WinRM: URL: [http://HYPERV_HOST:5985], Verb: [GET], Resource: [http://schemas.microsoft.com/wbem/wsman/1/wmi/root/scvmm/FileInformation?Filename=\\FILE_SHARE\VM_FOLDER\VHD.vhdx]

The requested resource is in use (0x800700AA)

A temporary workaround to recover is to live migrate the VM to another host, then refresh the VM in VMM.

This error looks very similar to that described in this article which refers to this article which states:

In a Hyper-V Failover Cluster, a virtual machine can have its configuration information stored on cluster shared storage (a Physical disk resource or a Cluster Shared Volume (CSV). If the physical disk resource or the Cluster Shared Volume (CSV) goes Offline or Fails, the VM placed in a critical state. Once the storage is reconnected, the VM should no longer be in a critical state. However, virtual machine worker process (vmwp.exe) does not refresh all of its file handles.

The suggested recovery process is the same:

Execute a Live Migration of the virtual machine(s) experiencing the problem to another node in the cluster. This will re-establish the connections to the required files on the storage.

The KB2504962 article referenced above relates to Windows Server 2008 R2 Service Pack 1, which is quite old and I would expect this issue to be rectified for Windows Server 2016/VMM 2016, though I guess all things are possible!

Has anyone else seen this behaviour on Windows Server 2016/VMM 2016?

Does anyone have an idea of how I can determine whether this is the same kind of issue referenced in the KB article, that is file handles not refreshed in the VMWP process?

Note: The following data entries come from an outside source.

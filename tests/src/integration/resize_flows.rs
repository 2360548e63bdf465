//! # Resize Flows
//!
//! Drives the adaptive filter through repeated growth and checks that
//! membership survives every generation swap.

#[cfg(test)]
mod tests {
    use adaptive_bloom::{
        AdaptiveBloomFilter, AdaptiveConfig, AdaptiveConfigBuilder, FilterState, HashAlgorithm,
        MembershipFilter,
    };

    use crate::{distinct_keys, init_tracing};

    // =============================================================================
    // TEST FIXTURES
    // =============================================================================

    /// Add keys one by one, recording every distinct capacity observed
    fn add_tracking_capacity(filter: &AdaptiveBloomFilter, keys: &[String]) -> Vec<usize> {
        let mut capacities = vec![filter.current_capacity()];
        for key in keys {
            filter.add(key.as_bytes());
            filter.wait_for_rebuild();
            let capacity = filter.current_capacity();
            if capacity != *capacities.last().unwrap() {
                capacities.push(capacity);
            }
        }
        capacities
    }

    // =============================================================================
    // SCENARIOS
    // =============================================================================

    #[test]
    fn test_500_keys_force_three_resizes() {
        init_tracing();
        let filter = AdaptiveBloomFilter::configure(64, 3, 0.5, 2.0).unwrap();
        let keys = distinct_keys("churn", 500);

        let capacities = add_tracking_capacity(&filter, &keys);

        assert!(
            capacities.len() >= 4,
            "Capacity should increase at least 3 times, saw {:?}",
            capacities
        );
        assert!(capacities.windows(2).all(|w| w[1] > w[0]));
        for key in &keys {
            assert!(filter.contains(key.as_bytes()), "Lost {} across resizes", key);
        }
    }

    #[test]
    fn test_membership_checked_after_every_add() {
        let filter = AdaptiveBloomFilter::configure(32, 4, 0.4, 1.5).unwrap();
        let keys = distinct_keys("each", 2000);

        for (i, key) in keys.iter().enumerate() {
            filter.add(key.as_bytes());
            // Spot-check the whole prefix every 100 adds
            if i % 100 == 0 {
                for earlier in &keys[..=i] {
                    assert!(filter.contains(earlier.as_bytes()));
                }
            }
            assert!(filter.contains(key.as_bytes()));
        }
        filter.wait_for_rebuild();

        assert!(filter.generation() >= 5);
        assert!(filter.current_fullness() < 0.4);
    }

    #[test]
    fn test_example_configuration() {
        let filter = AdaptiveBloomFilter::configure(16, 2, 0.75, 2.0).unwrap();
        filter.add(b"a");
        filter.add(b"b");

        assert!(filter.contains(b"a"));
        assert!(filter.contains(b"b"));
        // At most 4 of 16 bits set: "z" is not forced positive by construction
        assert!(filter.bits_set() <= 4);
        assert!(filter.current_fullness() < 1.0);
    }

    #[test]
    fn test_murmur3_family_resizes_correctly() {
        let config = AdaptiveConfigBuilder::new()
            .initial_capacity(64)
            .hash_count(5)
            .fullness_threshold(0.5)
            .hash_algorithm(HashAlgorithm::Murmur3)
            .build()
            .unwrap();
        let filter = AdaptiveBloomFilter::new(config).unwrap();
        let keys = distinct_keys("murmur", 800);

        for key in &keys {
            filter.add(key.as_bytes());
        }
        filter.wait_for_rebuild();

        assert!(filter.current_capacity() > 64);
        assert!(keys.iter().all(|k| filter.contains(k.as_bytes())));
    }

    #[test]
    fn test_same_seeds_same_filter() {
        let build = || {
            let config = AdaptiveConfigBuilder::new()
                .initial_capacity(128)
                .hash_count(3)
                .seeds(vec![17, 29, 43])
                .build()
                .unwrap();
            AdaptiveBloomFilter::new(config).unwrap()
        };
        let first = build();
        let second = build();

        for key in distinct_keys("seeded", 300) {
            first.add(key.as_bytes());
            second.add(key.as_bytes());
        }
        first.wait_for_rebuild();
        second.wait_for_rebuild();

        assert_eq!(first.stats(), second.stats(), "Hashing must be deterministic");
        let probes = distinct_keys("probe", 1000);
        for probe in &probes {
            assert_eq!(first.contains(probe.as_bytes()), second.contains(probe.as_bytes()));
        }
    }

    #[test]
    fn test_config_loaded_from_json() {
        let config: AdaptiveConfig = serde_json::from_str(
            r#"{
                "initial_capacity": 48,
                "hash_count": 2,
                "fullness_threshold": 0.6,
                "growth_factor": 3.0,
                "max_capacity": 1000
            }"#,
        )
        .unwrap();
        let filter = AdaptiveBloomFilter::new(config).unwrap();

        let keys = distinct_keys("json", 600);
        for key in &keys {
            filter.add(key.as_bytes());
        }
        filter.wait_for_rebuild();

        // 48 -> 144 -> 432 -> 1000 (capped)
        assert_eq!(filter.current_capacity(), 1000);
        assert!(keys.iter().all(|k| filter.contains(k.as_bytes())));
    }

    #[test]
    fn test_invalid_json_config_rejected_at_construction() {
        let config: AdaptiveConfig =
            serde_json::from_str(r#"{ "fullness_threshold": 1.5 }"#).unwrap();
        let err = AdaptiveBloomFilter::new(config).unwrap_err();
        assert!(err.is_configuration());
    }

    #[test]
    fn test_port_generic_over_filter_kinds() {
        fn load<F: MembershipFilter>(filter: &F, keys: &[String]) {
            filter.add_all(keys.iter().map(|k| k.as_bytes()));
        }

        let filter = AdaptiveBloomFilter::configure(64, 3, 0.5, 2.0).unwrap();
        let keys = distinct_keys("port", 200);
        load(&filter, &keys);
        filter.wait_for_rebuild();

        let port: &dyn MembershipFilter = &filter;
        assert!(keys.iter().all(|k| port.contains(k.as_bytes())));
        assert_eq!(port.capacity(), filter.current_capacity());
        assert_eq!(filter.state(), FilterState::Normal);
    }

    #[test]
    fn test_metrics_account_for_replay() {
        let filter = AdaptiveBloomFilter::configure(64, 3, 0.5, 2.0).unwrap();
        let keys = distinct_keys("metrics", 300);
        for key in &keys {
            filter.add(key.as_bytes());
        }
        filter.wait_for_rebuild();

        let snapshot = filter.metrics().snapshot();
        assert_eq!(snapshot.inserts, 300);
        assert_eq!(snapshot.generations_built, filter.generation());
        assert_eq!(snapshot.bits_allocated, filter.current_capacity() as u64);
        // Every rebuild replays the whole log so far
        assert!(snapshot.keys_replayed >= snapshot.generations_built);
        assert!(snapshot.keys_replayed > 100);
    }
}
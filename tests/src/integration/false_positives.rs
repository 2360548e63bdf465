//! # False Positive Bound
//!
//! Holding fullness below the threshold bounds the false positive rate by
//! roughly threshold^k. These scenarios measure the empirical rate against
//! keys that were never added.

#[cfg(test)]
mod tests {
    use adaptive_bloom::{AdaptiveBloomFilter, AdaptiveConfigBuilder, HashAlgorithm};
    use rand::rngs::StdRng;
    use rand::{Rng, SeedableRng};

    use crate::distinct_keys;

    const PROBES: usize = 20_000;

    /// Fraction of random 16-byte probes (never added: all added keys are ASCII
    /// text of another length) that test positive
    fn measured_fpr(filter: &AdaptiveBloomFilter, seed: u64) -> f64 {
        let mut rng = StdRng::seed_from_u64(seed);
        let positives = (0..PROBES)
            .filter(|_| {
                let probe: [u8; 16] = rng.gen();
                filter.contains(&probe)
            })
            .count();
        positives as f64 / PROBES as f64
    }

    fn filled(algorithm: HashAlgorithm, trial: usize, n: usize) -> AdaptiveBloomFilter {
        let config = AdaptiveConfigBuilder::new()
            .initial_capacity(64)
            .hash_count(3)
            .fullness_threshold(0.5)
            .growth_factor(2.0)
            .hash_algorithm(algorithm)
            .build()
            .unwrap();
        let filter = AdaptiveBloomFilter::new(config).unwrap();
        for key in distinct_keys(&format!("trial-{}", trial), n) {
            filter.add(key.as_bytes());
        }
        filter.wait_for_rebuild();
        filter
    }

    #[test]
    fn test_fpr_bounded_across_trials() {
        let mut rates = Vec::new();
        for trial in 0..5 {
            let filter = filled(HashAlgorithm::Polynomial, trial, 2000);
            let rate = measured_fpr(&filter, trial as u64);
            assert!(
                rate < 0.2,
                "Trial {} FPR {} exceeds bound (fullness {})",
                trial,
                rate,
                filter.current_fullness()
            );
            rates.push(rate);
        }

        let mean = rates.iter().sum::<f64>() / rates.len() as f64;
        assert!(mean < 0.15, "Mean FPR {} over trials exceeds 0.15", mean);
    }

    #[test]
    fn test_fpr_bounded_with_murmur3() {
        let filter = filled(HashAlgorithm::Murmur3, 0, 3000);
        let rate = measured_fpr(&filter, 99);
        assert!(rate < 0.2, "FPR {} exceeds bound", rate);
    }

    #[test]
    fn test_estimate_tracks_measurement() {
        let filter = filled(HashAlgorithm::Polynomial, 7, 1500);
        let measured = measured_fpr(&filter, 7);
        let estimated = filter.estimated_false_positive_rate();

        assert!(estimated <= 0.125 + 1e-9, "Fullness below 0.5 implies estimate below 0.5^3");
        assert!(
            (measured - estimated).abs() < 0.05,
            "Measured {} should be near estimate {}",
            measured,
            estimated
        );
    }

    #[test]
    fn test_growth_restores_accuracy() {
        // Same keys, one filter allowed to grow and one pinned at its first size
        let keys = distinct_keys("accuracy", 1000);
        let growing = AdaptiveBloomFilter::configure(64, 3, 0.5, 2.0).unwrap();
        let pinned = AdaptiveBloomFilter::new(
            AdaptiveConfigBuilder::new()
                .initial_capacity(64)
                .hash_count(3)
                .max_capacity(64)
                .build()
                .unwrap(),
        )
        .unwrap();

        for key in &keys {
            growing.add(key.as_bytes());
            pinned.add(key.as_bytes());
        }
        growing.wait_for_rebuild();
        pinned.wait_for_rebuild();

        assert_eq!(pinned.current_capacity(), 64);
        assert!(measured_fpr(&growing, 1) < measured_fpr(&pinned, 1));
    }
}
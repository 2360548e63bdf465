//! # Adaptive Bloom
//!
//! A self-resizing, thread-safe Bloom filter. Keys are byte slices. The filter
//! grows geometrically whenever its fullness reaches a configured threshold,
//! which keeps the false positive rate bounded as the key set grows.
//!
//! ## Architecture
//!
//! This crate follows Hexagonal Architecture (Ports & Adapters):
//!
//! - **Domain Layer** (`domain/`): pure data structures
//!   - `BitStore`: fixed-size bit array behind a reader/writer lock
//!   - `HashFamily`: k seeded, deterministic hash functions
//!   - `FixedBloomFilter`: one fixed-capacity generation
//!   - `KeyLog`: append-only record of every added key
//!   - `AdaptiveConfig`: configuration with validation
//!
//! - **Ports Layer** (`ports/`): trait definitions
//!   - `MembershipFilter`: driving port shared by both filter kinds
//!
//! - **Service Layer** (`service/`): orchestration
//!   - `AdaptiveBloomFilter`: grow-and-swap control loop
//!
//! ## Invariants
//!
//! - **No false negatives**: once `add(x)` returns, `contains(x)` is true
//!   forever, including during and after any number of resizes
//! - **Monotonic capacity**: each generation is strictly larger than the last
//! - **Single active generation**: exactly one generation answers lookups
//!
//! A resize replays the key log into the new generation. The old bit pattern
//! is never re-hashed, because a set bit does not identify the keys that set it.
//! By default the rebuild runs on a worker thread and the triggering `add`
//! returns at once; `wait_for_rebuild` blocks until growth has settled.
//!
//! ## Usage Example
//!
//! ```
//! use adaptive_bloom::AdaptiveBloomFilter;
//!
//! let filter = AdaptiveBloomFilter::configure(64, 3, 0.5, 2.0)?;
//! for i in 0..500 {
//!     filter.add(format!("key-{}", i).as_bytes());
//! }
//! filter.wait_for_rebuild();
//!
//! assert!(filter.contains(b"key-42"));
//! assert!(filter.current_capacity() > 64);
//! assert!(filter.current_fullness() < 0.5);
//! # Ok::<(), adaptive_bloom::FilterError>(())
//! ```

pub mod domain;
pub mod error;
pub mod metrics;
pub mod ports;
pub mod service;

// Re-exports for convenience
pub use domain::{
    AdaptiveConfig, AdaptiveConfigBuilder, FixedBloomFilter, HashAlgorithm, HashFamily, KeyLog,
    ResizeMode,
};
pub use error::FilterError;
pub use metrics::{Metrics, MetricsRecorder, MetricsSnapshot, NoOpMetrics};
pub use ports::MembershipFilter;
pub use service::{AdaptiveBloomFilter, FilterState, FilterStats};
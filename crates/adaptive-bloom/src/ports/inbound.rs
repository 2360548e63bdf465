//! Inbound Ports (Driving Ports)

use crate::domain::FixedBloomFilter;

/// Probabilistic set membership over byte keys
///
/// Implementations never return a false negative: once `add(key)` has
/// returned, `contains(key)` is true.
pub trait MembershipFilter: Send + Sync {
    /// Record a key as present
    fn add(&self, key: &[u8]);

    /// Whether `key` may have been added
    fn contains(&self, key: &[u8]) -> bool;

    /// Current size in bits
    fn capacity(&self) -> usize;

    /// Add every key of an iterator
    fn add_all<'a, I>(&self, keys: I)
    where
        I: IntoIterator<Item = &'a [u8]>,
        Self: Sized,
    {
        for key in keys {
            self.add(key);
        }
    }
}

impl MembershipFilter for FixedBloomFilter {
    fn add(&self, key: &[u8]) {
        FixedBloomFilter::add(self, key);
    }

    fn contains(&self, key: &[u8]) -> bool {
        FixedBloomFilter::contains(self, key)
    }

    fn capacity(&self) -> usize {
        FixedBloomFilter::capacity(self)
    }
}
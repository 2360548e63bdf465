//! # Adaptive Bloom Benchmarks
//!
//! | Operation | Target |
//! |-----------|--------|
//! | `contains` on a settled filter | < 1µs |
//! | `add` including amortized resizes | < 5µs |
//! | rebuild of 100k keys | < 100ms |

use adaptive_bloom::{
    AdaptiveBloomFilter, AdaptiveConfigBuilder, FixedBloomFilter, HashAlgorithm, HashFamily,
    ResizeMode,
};
use criterion::{black_box, criterion_group, criterion_main, BenchmarkId, Criterion, Throughput};
use std::sync::Arc;
use std::time::Duration;

fn keys(n: usize) -> Vec<Vec<u8>> {
    (0..n).map(|i| format!("bench-key-{:08}", i).into_bytes()).collect()
}

fn bench_fixed_filter(c: &mut Criterion) {
    let mut group = c.benchmark_group("fixed-filter");

    for algorithm in [HashAlgorithm::Polynomial, HashAlgorithm::Murmur3] {
        let hashes = Arc::new(HashFamily::with_default_seeds(3, algorithm).unwrap());
        let filter = FixedBloomFilter::try_new(1 << 20, hashes).unwrap();
        let keys = keys(10_000);
        for key in &keys {
            filter.add(key);
        }

        group.bench_function(BenchmarkId::new("contains", format!("{:?}", algorithm)), |b| {
            let mut i = 0;
            b.iter(|| {
                i = (i + 1) % keys.len();
                black_box(filter.contains(&keys[i]))
            })
        });
    }

    group.finish();
}

fn bench_adaptive_add(c: &mut Criterion) {
    let mut group = c.benchmark_group("adaptive-add");
    group.measurement_time(Duration::from_secs(10));

    for size in [1_000usize, 10_000, 100_000] {
        let keys = keys(size);
        group.throughput(Throughput::Elements(size as u64));

        for mode in [ResizeMode::Inline, ResizeMode::Background] {
            group.bench_with_input(
                BenchmarkId::new(format!("{:?}", mode), size),
                &keys,
                |b, keys| {
                    b.iter(|| {
                        let config = AdaptiveConfigBuilder::new()
                            .initial_capacity(64)
                            .resize_mode(mode)
                            .build()
                            .unwrap();
                        let filter = AdaptiveBloomFilter::new(config).unwrap();
                        for key in keys {
                            filter.add(key);
                        }
                        filter.wait_for_rebuild();
                        black_box(filter.current_capacity())
                    })
                },
            );
        }
    }

    group.finish();
}

fn bench_adaptive_contains(c: &mut Criterion) {
    let filter = AdaptiveBloomFilter::configure(64, 3, 0.5, 2.0).unwrap();
    let keys = keys(100_000);
    for key in &keys {
        filter.add(key);
    }
    filter.wait_for_rebuild();

    c.bench_function("adaptive-contains", |b| {
        let mut i = 0;
        b.iter(|| {
            i = (i + 1) % keys.len();
            black_box(filter.contains(&keys[i]))
        })
    });
}

criterion_group!(
    benches,
    bench_fixed_filter,
    bench_adaptive_add,
    bench_adaptive_contains
);
criterion_main!(benches);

System Center Virtual Machine Manager
{count} votes

1 answer

Sort by: Most helpful
  1. Tony Gedge 241 Reputation points

    Well this seems to be a little more complex than I first thought and appears to relate to a behaviour triggered in Hyper-V and not VMM specifically.

    After much digging through the VMM debug log, I can see that a WMI query to Msvm_ImageManagementService.GetVirtualHardDiskState is failing due to error 2147942570 (which is 0x800700AA). I can reproduce this manually using WMI on any VHD attached to the affected VM. Queriying the VHDs attached to other VMs on the same hypervisor works fine.

    This WMI provider is implemented by the Hyper-V management process vmms. Restarting VMMS has no effect. Live migrating or restarting the VM fixes the issue.

    Running sysinternals ProcMon tool on VMMS shows that querying for VHDs attached to other VMs on the same hypervisor host works, but for the affected VM a SHARING_VIOLATION is being generated. This matches with the error code being produced at the WMI level. The requested open was for a generic shared read.

    As restarting VMMS has no effect, but live migrating/restarting the VM does, I would guess that another process is the culprit. According to sysinternals handle tool, only the VMWP process (Hyper-V process representing the VM) and the SYSTEM process have file handles open to the VHD files. As live migrating/restarting the VM will cause a new VMWP process to be started, it's likely that VMWP is the one preventing shared access - though it could be something funky with how the SYSTEM has the file open as well.

    Is there any way to determine what flags were used on open file handles? I'd like to query the handles in the different processes and see what flags each are using to determine which one is the potential culprit.